Portrait of first female Oxbridge professor unveiled
A new portrait of Dorothy Garrod by artist Sara Lavelle has been officially unveiled at the McDonald Institute for Archaeological Research at the University of Cambridge.
Dorothy Garrod was elected to the Disney Professorship of Archaeology in 1939, nine years before women at Cambridge were admitted to degrees or able to become full members of the University.
Commissioned earlier this year by the McDonald Institute for Archaeological Research, a new portrait of pioneering archaeologist, Professor Dorothy Garrod, was unveiled at a reception yesterday (Wednesday, November 13).
Dorothy Garrod (1892-1968) was a British archaeologist specialising in the Palaeolithic period and is renowned for her excavations in Gibraltar, Bulgaria and across the Middle East in what were then Palestine and southern Kurdistan.
Garrod was elected to the Disney Professorship of Archaeology in 1939, becoming the first woman at either Cambridge or Oxford to hold a professorial chair.
Garrod was elected to the Disney Professorship at a time when women weren’t able to be full members of the University.

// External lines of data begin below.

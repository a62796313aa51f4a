//! Metadata Cache
//!
//! Resource names and their schemas, fetched once through the registry's
//! introspection tools and reused for the life of the process.
//!
//! The prefetch is single-flight: callers arriving while it runs await the
//! same shared future. A failed listing leaves the cache empty so a later
//! caller can try again.

use std::collections::HashMap;
use std::sync::{Arc, Mutex, MutexGuard, PoisonError};

use futures::future::{BoxFuture, FutureExt, Shared};
use serde_json::{Map, Value};

use crate::tool::{ToolCall, ToolRegistry};

/// Which tools the cache introspects through
#[derive(Clone, Debug)]
pub struct MetadataConfig {
    /// Tool returning the list of resource names
    pub list_tool: String,

    /// Tool returning one resource's schema
    pub schema_tool: String,

    /// Argument of `schema_tool` that carries the resource name
    pub schema_argument: String,
}

impl Default for MetadataConfig {
    fn default() -> Self {
        Self {
            list_tool: "listModels".into(),
            schema_tool: "getModelSchema".into(),
            schema_argument: "modelName".into(),
        }
    }
}

/// Cached introspection results
#[derive(Clone, Debug, Default)]
pub struct Metadata {
    pub resource_names: Vec<String>,
    pub schemas: HashMap<String, Value>,
}

impl Metadata {
    /// System prompt section describing the cached resources
    pub fn prompt_section(&self) -> String {
        let mut section = String::from("## Available Data Models\n\n");
        section.push_str(&self.resource_names.join(", "));
        section.push_str("\n\n");

        for name in &self.resource_names {
            if let Some(schema) = self.schemas.get(name) {
                let rendered = serde_json::to_string_pretty(schema).unwrap_or_else(|_| schema.to_string());
                section.push_str(&format!("### {}\n```json\n{}\n```\n\n", name, rendered));
            }
        }

        section
    }
}

type PrefetchFuture = Shared<BoxFuture<'static, Option<Arc<Metadata>>>>;

enum CacheState {
    Empty,
    InFlight(PrefetchFuture),
    Ready(Arc<Metadata>),
}

pub struct MetadataCache {
    registry: Arc<ToolRegistry>,
    config: MetadataConfig,
    state: Mutex<CacheState>,
}

impl MetadataCache {
    pub fn new(registry: Arc<ToolRegistry>, config: MetadataConfig) -> Self {
        Self {
            registry,
            config,
            state: Mutex::new(CacheState::Empty),
        }
    }

    pub fn with_defaults(registry: Arc<ToolRegistry>) -> Self {
        Self::new(registry, MetadataConfig::default())
    }

    fn lock(&self) -> MutexGuard<'_, CacheState> {
        self.state.lock().unwrap_or_else(PoisonError::into_inner)
    }

    /// Populate the cache if it is not already. Never fails.
    pub async fn ensure_prefetched(&self) {
        let in_flight = {
            let mut state = self.lock();
            match &*state {
                CacheState::Ready(_) => return,
                CacheState::InFlight(running) => running.clone(),
                CacheState::Empty => {
                    tracing::debug!(tool = %self.config.list_tool, "Starting metadata prefetch");
                    let started = prefetch(self.registry.clone(), self.config.clone())
                        .boxed()
                        .shared();
                    *state = CacheState::InFlight(started.clone());
                    started
                }
            }
        };

        let outcome = in_flight.clone().await;

        let mut state = self.lock();
        let still_current =
            matches!(&*state, CacheState::InFlight(running) if running.ptr_eq(&in_flight));
        if still_current {
            *state = match outcome {
                Some(metadata) => CacheState::Ready(metadata),
                None => CacheState::Empty,
            };
        }
    }

    pub fn is_initialized(&self) -> bool {
        matches!(&*self.lock(), CacheState::Ready(_))
    }

    pub fn snapshot(&self) -> Option<Arc<Metadata>> {
        match &*self.lock() {
            CacheState::Ready(metadata) => Some(metadata.clone()),
            _ => None,
        }
    }

    pub fn resource_names(&self) -> Vec<String> {
        self.snapshot()
            .map(|m| m.resource_names.clone())
            .unwrap_or_default()
    }

    pub fn schema(&self, name: &str) -> Option<Value> {
        self.snapshot().and_then(|m| m.schemas.get(name).cloned())
    }

    /// Prompt section, once the cache holds at least one resource
    pub fn prompt_section(&self) -> Option<String> {
        self.snapshot()
            .filter(|m| !m.resource_names.is_empty())
            .map(|m| m.prompt_section())
    }
}

async fn prefetch(registry: Arc<ToolRegistry>, config: MetadataConfig) -> Option<Arc<Metadata>> {
    let listing = match registry.execute(&ToolCall::new(&config.list_tool, Map::new())).await {
        Ok(value) => value,
        Err(e) => {
            tracing::warn!(tool = %config.list_tool, error = %e, "Metadata prefetch failed, continuing without it");
            return None;
        }
    };

    let resource_names = resource_names_from(&listing);
    let mut schemas = HashMap::new();

    for name in &resource_names {
        let mut args = Map::new();
        args.insert(config.schema_argument.clone(), Value::String(name.clone()));

        match registry.execute(&ToolCall::new(&config.schema_tool, args)).await {
            Ok(schema) => {
                schemas.insert(name.clone(), schema);
            }
            Err(e) => {
                tracing::debug!(resource = %name, error = %e, "Skipping schema");
            }
        }
    }

    tracing::info!(
        resources = resource_names.len(),
        schemas = schemas.len(),
        "Metadata cache initialized"
    );

    Some(Arc::new(Metadata {
        resource_names,
        schemas,
    }))
}

/// Names from a listing result: an array of strings or `{name}` objects,
/// optionally wrapped in an object.
pub(crate) fn resource_names_from(listing: &Value) -> Vec<String> {
    let items = match listing {
        Value::Array(items) => items,
        Value::Object(map) => match ["models", "resources", "names", "data"]
            .iter()
            .find_map(|key| map.get(*key).and_then(Value::as_array))
        {
            Some(items) => items,
            None => return Vec::new(),
        },
        _ => return Vec::new(),
    };

    items
        .iter()
        .filter_map(|item| match item {
            Value::String(name) => Some(name.clone()),
            Value::Object(obj) => obj.get("name").and_then(Value::as_str).map(str::to_string),
            _ => None,
        })
        .collect()
}

#[cfg(test)]
mod tests {
    use super::*;
    use crate::error::AgentError;
    use crate::tool::{ParameterSchema, ToolSchema};
    use serde_json::json;
    use std::sync::atomic::{AtomicBool, AtomicUsize, Ordering};
    use std::time::Duration;

    struct Counters {
        lists: Arc<AtomicUsize>,
        list_fails: Arc<AtomicBool>,
    }

    fn registry() -> (Arc<ToolRegistry>, Counters) {
        let lists = Arc::new(AtomicUsize::new(0));
        let list_fails = Arc::new(AtomicBool::new(false));

        let mut registry = ToolRegistry::new();
        let (count, fails) = (lists.clone(), list_fails.clone());
        registry.register_fn(ToolSchema::new("listModels", "List models"), move |_args| {
            let (count, fails) = (count.clone(), fails.clone());
            async move {
                count.fetch_add(1, Ordering::SeqCst);
                tokio::time::sleep(Duration::from_millis(50)).await;
                if fails.load(Ordering::SeqCst) {
                    Err(AgentError::ToolExecution("backend down".into()))
                } else {
                    Ok(json!({"models": ["orders", {"name": "customers"}, "broken"]}))
                }
            }
        });
        registry.register_fn(
            ToolSchema::new("getModelSchema", "Schema")
                .param(ParameterSchema::required("modelName", "string", "Model")),
            |args| async move {
                match args.get("modelName").and_then(Value::as_str) {
                    Some("broken") => Err(AgentError::ToolExecution("no schema".into())),
                    Some(name) => Ok(json!({"model": name, "fields": {"id": "string"}})),
                    None => Err(AgentError::ToolValidation("modelName".into())),
                }
            },
        );

        (Arc::new(registry), Counters { lists, list_fails })
    }

    #[tokio::test(start_paused = true)]
    async fn test_concurrent_callers_share_one_prefetch() {
        let (registry, counters) = registry();
        let cache = Arc::new(MetadataCache::with_defaults(registry));

        let handles: Vec<_> = (0..8)
            .map(|_| {
                let cache = cache.clone();
                tokio::spawn(async move { cache.ensure_prefetched().await })
            })
            .collect();
        for handle in handles {
            handle.await.unwrap();
        }

        assert_eq!(counters.lists.load(Ordering::SeqCst), 1);
        assert!(cache.is_initialized());

        cache.ensure_prefetched().await;
        assert_eq!(counters.lists.load(Ordering::SeqCst), 1);
    }

    #[tokio::test(start_paused = true)]
    async fn test_failed_schema_is_skipped() {
        let (registry, _counters) = registry();
        let cache = MetadataCache::with_defaults(registry);
        cache.ensure_prefetched().await;

        assert_eq!(cache.resource_names(), vec!["orders", "customers", "broken"]);
        assert!(cache.schema("orders").is_some());
        assert!(cache.schema("broken").is_none());

        let section = cache.prompt_section().unwrap();
        assert!(section.contains("### customers"));
        assert!(!section.contains("### broken"));
    }

    #[tokio::test(start_paused = true)]
    async fn test_failed_listing_leaves_cache_retryable() {
        let (registry, counters) = registry();
        counters.list_fails.store(true, Ordering::SeqCst);
        let cache = MetadataCache::with_defaults(registry);

        cache.ensure_prefetched().await;
        assert!(!cache.is_initialized());
        assert!(cache.resource_names().is_empty());
        assert!(cache.prompt_section().is_none());

        counters.list_fails.store(false, Ordering::SeqCst);
        cache.ensure_prefetched().await;
        assert!(cache.is_initialized());
        assert_eq!(counters.lists.load(Ordering::SeqCst), 2);
    }

    #[tokio::test]
    async fn test_missing_list_tool_degrades() {
        let cache = MetadataCache::with_defaults(Arc::new(ToolRegistry::new()));
        cache.ensure_prefetched().await;
        assert!(!cache.is_initialized());
    }

    #[test]
    fn test_resource_names_shapes() {
        assert_eq!(resource_names_from(&json!(["a", "b"])), vec!["a", "b"]);
        assert_eq!(resource_names_from(&json!({"resources": [{"name": "x"}]})), vec!["x"]);
        assert!(resource_names_from(&json!("nope")).is_empty());
    }
}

Although 2019 marks 150 years of female students at the University of Cambridge, it was not until 1948 that they were awarded degrees.

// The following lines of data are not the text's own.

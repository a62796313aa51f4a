//! Agent Loop
//!
//! Drives one user message to a final answer:
//!
//! ```text
//! SENDING -> INTERPRETING -> EXECUTING_TOOL -> SENDING -> ... -> DONE
//! ```
//!
//! The loop is bounded, and every failure below the entry point degrades
//! to text: a recovered answer, a fallback digest of the last tool result,
//! or a fixed apology. Only cancellation cuts it short.

use std::future::Future;
use std::sync::Arc;
use std::time::Duration;

use tokio_util::sync::CancellationToken;

use crate::channel::{ChatSession, ModelChannel};
use crate::error::{AgentError, Result};
use crate::fallback;
use crate::interpreter::{extract_final_text, interpret};
use crate::message::{Conversation, ConversationTurn, OutgoingMessage, UserMessage};
use crate::metadata::{MetadataCache, MetadataConfig};
use crate::provider::{GenerationOptions, LlmProvider, ModelResponse};
use crate::retry::{send_with_retry, RetryPolicy};
use crate::session::SessionContext;
use crate::tool::{Tool, ToolCall, ToolRegistry, ToolResult};

/// Hard ceiling on tool round-trips per user message
pub const MAX_TOOL_ITERATIONS: usize = 5;

/// Sent in place of the user's message when it could not be delivered
pub const RECOVERY_MESSAGE: &str = "Sorry, something went wrong on my side. Please try again.";

/// Sent once when the loop ends without a final answer
pub const SUMMARY_REQUEST: &str = "Please summarize the answer to my request using the information you have gathered so far. \
Reply with your final answer in the payload text field.";

/// The output floor
pub const APOLOGY: &str =
    "I'm sorry, I wasn't able to complete your request right now. Please try again in a moment.";

/// Agent configuration
#[derive(Clone, Debug)]
pub struct AgentConfig {
    /// System prompt template
    pub system_prompt: String,

    /// Tool round-trips allowed, capped at [`MAX_TOOL_ITERATIONS`]
    pub max_iterations: usize,

    /// Backoff for sending the user's message
    pub retry: RetryPolicy,

    /// Generation options
    pub generation: GenerationOptions,

    /// Whether to append tool descriptions to system prompt
    pub inject_tool_descriptions: bool,

    /// Whether to append cached resource metadata to system prompt
    pub inject_metadata: bool,

    /// Deadline for a whole `generate_response` call
    pub request_timeout: Option<Duration>,
}

impl Default for AgentConfig {
    fn default() -> Self {
        Self {
            system_prompt: DEFAULT_SYSTEM_PROMPT.into(),
            max_iterations: MAX_TOOL_ITERATIONS,
            retry: RetryPolicy::default(),
            generation: GenerationOptions::default(),
            inject_tool_descriptions: true,
            inject_metadata: true,
            request_timeout: None,
        }
    }
}

const DEFAULT_SYSTEM_PROMPT: &str = r#"You are a helpful assistant with access to web search, web page extraction, a data store, and the user's documents, calendar and email.

Always reply with a single JSON object:
{"thoughts": "your private reasoning", "payload": {"function_call": {"name": "...", "arguments": {...}}}}
or, when you can answer:
{"thoughts": "your private reasoning", "payload": {"text": "your answer to the user"}}

Call at most one tool per reply. After receiving tool results, synthesize them into a helpful answer.
If you can answer directly without tools, do so.
Be concise and accurate."#;

/// Transient per-message loop state
#[derive(Debug, Default)]
struct StepState {
    response: ModelResponse,
    thoughts: Option<String>,
    function_call: Option<ToolCall>,
    iterations: usize,
    /// Last executed tool, paired with its result
    last_tool: Option<ToolResult>,
}

/// Await `future` unless `cancel` fires first
async fn cancellable<F: Future>(cancel: &CancellationToken, future: F) -> Result<F::Output> {
    tokio::select! {
        biased;
        () = cancel.cancelled() => Err(AgentError::Cancelled),
        output = future => Ok(output),
    }
}

/// The main Agent struct
pub struct Agent {
    provider: Arc<dyn LlmProvider>,
    tools: Arc<ToolRegistry>,
    metadata: Arc<MetadataCache>,
    config: AgentConfig,
}

impl Agent {
    /// Create a new agent
    pub fn new(
        provider: Arc<dyn LlmProvider>,
        tools: Arc<ToolRegistry>,
        metadata: Arc<MetadataCache>,
        config: AgentConfig,
    ) -> Self {
        Self {
            provider,
            tools,
            metadata,
            config,
        }
    }

    /// Create with default configuration
    pub fn with_defaults(provider: Arc<dyn LlmProvider>, tools: Arc<ToolRegistry>) -> Self {
        let metadata = Arc::new(MetadataCache::with_defaults(tools.clone()));
        Self::new(provider, tools, metadata, AgentConfig::default())
    }

    /// Build the full system prompt for one conversation
    fn build_system_prompt(&self, session: Option<&SessionContext>) -> String {
        let mut prompt = self.config.system_prompt.clone();

        prompt.push_str(&format!(
            "\n\nToday's date is {}.",
            chrono::Utc::now().format("%A, %B %d, %Y")
        ));

        if let Some(session) = session {
            prompt.push('\n');
            prompt.push_str(&session.prompt_line());
        }

        if self.config.inject_tool_descriptions && !self.tools.is_empty() {
            prompt.push_str("\n\n");
            prompt.push_str(&self.tools.generate_prompt_section());
        }

        if self.config.inject_metadata {
            if let Some(section) = self.metadata.prompt_section() {
                prompt.push_str("\n\n");
                prompt.push_str(&section);
            }
        }

        prompt
    }

    /// Answer a user message. Always returns text, never an error.
    pub async fn generate_response(
        &self,
        history: &[ConversationTurn],
        user_message: &UserMessage,
        session: Option<&SessionContext>,
    ) -> String {
        self.generate_response_with_cancel(history, user_message, session, CancellationToken::new())
            .await
    }

    /// Like [`generate_response`](Self::generate_response), aborting the
    /// in-flight call when `cancel` fires or the configured deadline passes.
    pub async fn generate_response_with_cancel(
        &self,
        history: &[ConversationTurn],
        user_message: &UserMessage,
        session: Option<&SessionContext>,
        cancel: CancellationToken,
    ) -> String {
        let run = self.run(history, user_message, session, &cancel);

        let outcome = match self.config.request_timeout {
            Some(limit) => tokio::time::timeout(limit, run)
                .await
                .unwrap_or(Err(AgentError::Cancelled)),
            None => run.await,
        };

        outcome.unwrap_or_else(|e| {
            tracing::warn!(error = %e, "Agent run aborted");
            APOLOGY.into()
        })
    }

    /// Only returns `Err` on cancellation
    async fn run(
        &self,
        history: &[ConversationTurn],
        user_message: &UserMessage,
        session: Option<&SessionContext>,
        cancel: &CancellationToken,
    ) -> Result<String> {
        cancellable(cancel, self.metadata.ensure_prefetched()).await?;

        let mut channel = ChatSession::new(
            self.provider.clone(),
            self.build_system_prompt(session),
            self.tools.schemas(),
            self.config.generation.clone(),
            Conversation::from_turns(history),
        );

        let mut state = StepState {
            response: self.send_user_message(&mut channel, user_message, cancel).await?,
            ..Default::default()
        };

        let max_iterations = self.config.max_iterations.min(MAX_TOOL_ITERATIONS);

        while state.iterations < max_iterations {
            let interpretation = interpret(&state.response);
            if let Some(thoughts) = &interpretation.thoughts {
                tracing::debug!(%thoughts, "Model thoughts");
            }
            state.thoughts = interpretation.thoughts;

            let Some(call) = interpretation.function_call else {
                break;
            };
            state.iterations += 1;

            let result = self.execute_tool(&call, cancel).await?;
            let message = OutgoingMessage::function_response(&result.name, result.data.clone());
            state.function_call = Some(call);
            state.last_tool = Some(result);

            match cancellable(cancel, channel.send(&message)).await? {
                Ok(response) => state.response = response,
                Err(e) => {
                    tracing::warn!(error = %e, "Failed to deliver tool result, ending loop");
                    break;
                }
            }
        }

        if state.iterations == max_iterations && interpret(&state.response).has_function_call() {
            tracing::warn!(iterations = state.iterations, "Tool iteration bound reached");
        }

        self.finish(&mut channel, state, cancel).await
    }

    /// Deliver the user's message, substituting the recovery message if it
    /// cannot be sent
    async fn send_user_message<C: ModelChannel>(
        &self,
        channel: &mut C,
        user_message: &UserMessage,
        cancel: &CancellationToken,
    ) -> Result<ModelResponse> {
        let message = OutgoingMessage::text(&user_message.content);

        match cancellable(cancel, send_with_retry(channel, &message, &self.config.retry)).await? {
            Ok(response) => Ok(response),
            Err(e) => {
                tracing::warn!(error = %e, "Could not send user message, sending recovery message");
                let recovery = OutgoingMessage::text(RECOVERY_MESSAGE);
                match cancellable(cancel, channel.send(&recovery)).await? {
                    Ok(response) => Ok(response),
                    Err(e) => {
                        tracing::warn!(error = %e, "Recovery message failed too");
                        Ok(ModelResponse::empty())
                    }
                }
            }
        }
    }

    /// Execute a tool call. Failures become error results for the model.
    async fn execute_tool(&self, call: &ToolCall, cancel: &CancellationToken) -> Result<ToolResult> {
        tracing::debug!(tool = %call.name, "Executing tool");

        let result = match cancellable(cancel, self.tools.execute(call)).await? {
            Ok(data) => ToolResult::success(&call.name, data),
            Err(e) => {
                tracing::warn!(tool = %call.name, error = %e, "Tool call failed, reporting to model");
                ToolResult::failure(&call.name, e.to_string())
            }
        };

        Ok(result.with_id(call.id.clone()))
    }

    /// Final answer, summary recovery, fallback digest, or apology
    async fn finish<C: ModelChannel>(
        &self,
        channel: &mut C,
        state: StepState,
        cancel: &CancellationToken,
    ) -> Result<String> {
        let text = extract_final_text(&state.response);
        if !text.is_empty() {
            tracing::info!(iterations = state.iterations, "Answered");
            return Ok(text);
        }

        tracing::debug!(thoughts = ?state.thoughts, "No final text, asking the model to summarize");
        channel.discard_unanswered_call();
        match cancellable(cancel, channel.send(&OutgoingMessage::text(SUMMARY_REQUEST))).await? {
            Ok(response) => {
                let text = extract_final_text(&response);
                if !text.is_empty() {
                    tracing::info!(iterations = state.iterations, "Answered after summary request");
                    return Ok(text);
                }
            }
            Err(e) => tracing::warn!(error = %e, "Summary request failed"),
        }

        if let Some(last) = state.last_tool.as_ref().filter(|result| result.success) {
            tracing::info!(tool = %last.name, "Falling back to formatted tool result");
            return Ok(fallback::format(&last.name, &last.data));
        }

        tracing::warn!(
            iterations = state.iterations,
            last_call = ?state.function_call.as_ref().map(|call| call.name.as_str()),
            last_error = ?state.last_tool.as_ref().and_then(ToolResult::error_message),
            "No answer could be produced"
        );
        Ok(APOLOGY.into())
    }

    /// Get the tool registry
    pub fn tools(&self) -> &ToolRegistry {
        &self.tools
    }

    pub fn metadata(&self) -> &MetadataCache {
        &self.metadata
    }

    pub fn provider(&self) -> &Arc<dyn LlmProvider> {
        &self.provider
    }

    /// Get configuration
    pub fn config(&self) -> &AgentConfig {
        &self.config
    }
}

/// Builder for Agent configuration
pub struct AgentBuilder {
    provider: Option<Arc<dyn LlmProvider>>,
    tools: ToolRegistry,
    metadata: MetadataConfig,
    config: AgentConfig,
}

impl Default for AgentBuilder {
    fn default() -> Self {
        Self::new()
    }
}

impl AgentBuilder {
    pub fn new() -> Self {
        Self {
            provider: None,
            tools: ToolRegistry::new(),
            metadata: MetadataConfig::default(),
            config: AgentConfig::default(),
        }
    }

    pub fn provider(mut self, provider: Arc<dyn LlmProvider>) -> Self {
        self.provider = Some(provider);
        self
    }

    pub fn tool<T: Tool + 'static>(mut self, tool: T) -> Self {
        self.tools.register(tool);
        self
    }

    pub fn tools(mut self, tools: ToolRegistry) -> Self {
        self.tools = tools;
        self
    }

    pub fn metadata(mut self, metadata: MetadataConfig) -> Self {
        self.metadata = metadata;
        self
    }

    pub fn config(mut self, config: AgentConfig) -> Self {
        self.config = config;
        self
    }

    pub fn system_prompt(mut self, prompt: impl Into<String>) -> Self {
        self.config.system_prompt = prompt.into();
        self
    }

    pub fn model(mut self, model: impl Into<String>) -> Self {
        self.config.generation.model = model.into();
        self
    }

    pub fn temperature(mut self, temp: f32) -> Self {
        self.config.generation.temperature = temp;
        self
    }

    pub fn max_iterations(mut self, max: usize) -> Self {
        self.config.max_iterations = max;
        self
    }

    pub fn retry(mut self, retry: RetryPolicy) -> Self {
        self.config.retry = retry;
        self
    }

    pub fn request_timeout(mut self, timeout: Duration) -> Self {
        self.config.request_timeout = Some(timeout);
        self
    }

    pub fn build(self) -> Result<Agent> {
        let provider = self.provider
            .ok_or_else(|| AgentError::Config("Provider is required".into()))?;

        let tools = Arc::new(self.tools);
        let metadata = Arc::new(MetadataCache::new(tools.clone(), self.metadata));

        Ok(Agent::new(provider, tools, metadata, self.config))
    }
}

Dr James H. Barrett, deputy director of the McDonald Institute for Archaeological Research, said, “It is incredibly important for archaeology at Cambridge to celebrate the achievements of Dorothy Garrod, and that an archaeologist was the first female professor in any subject at Cambridge University.
"We hope the portrait will contribute to her iconic status as a role model for our community, prominently displayed in one of our main spaces for discussion and learning.
“The 80th anniversary of her election as the first female professor provided the catalyst for the Institute's managing committee to commission the portrait.
"From a short list of impressive artists, the committee selected Sara Lavelle and we are all extremely pleased with the result."
Lavelle was a finalist for the 2019 Sky Portrait Artist of the Year Award and the 2018 ACS Studio Prize.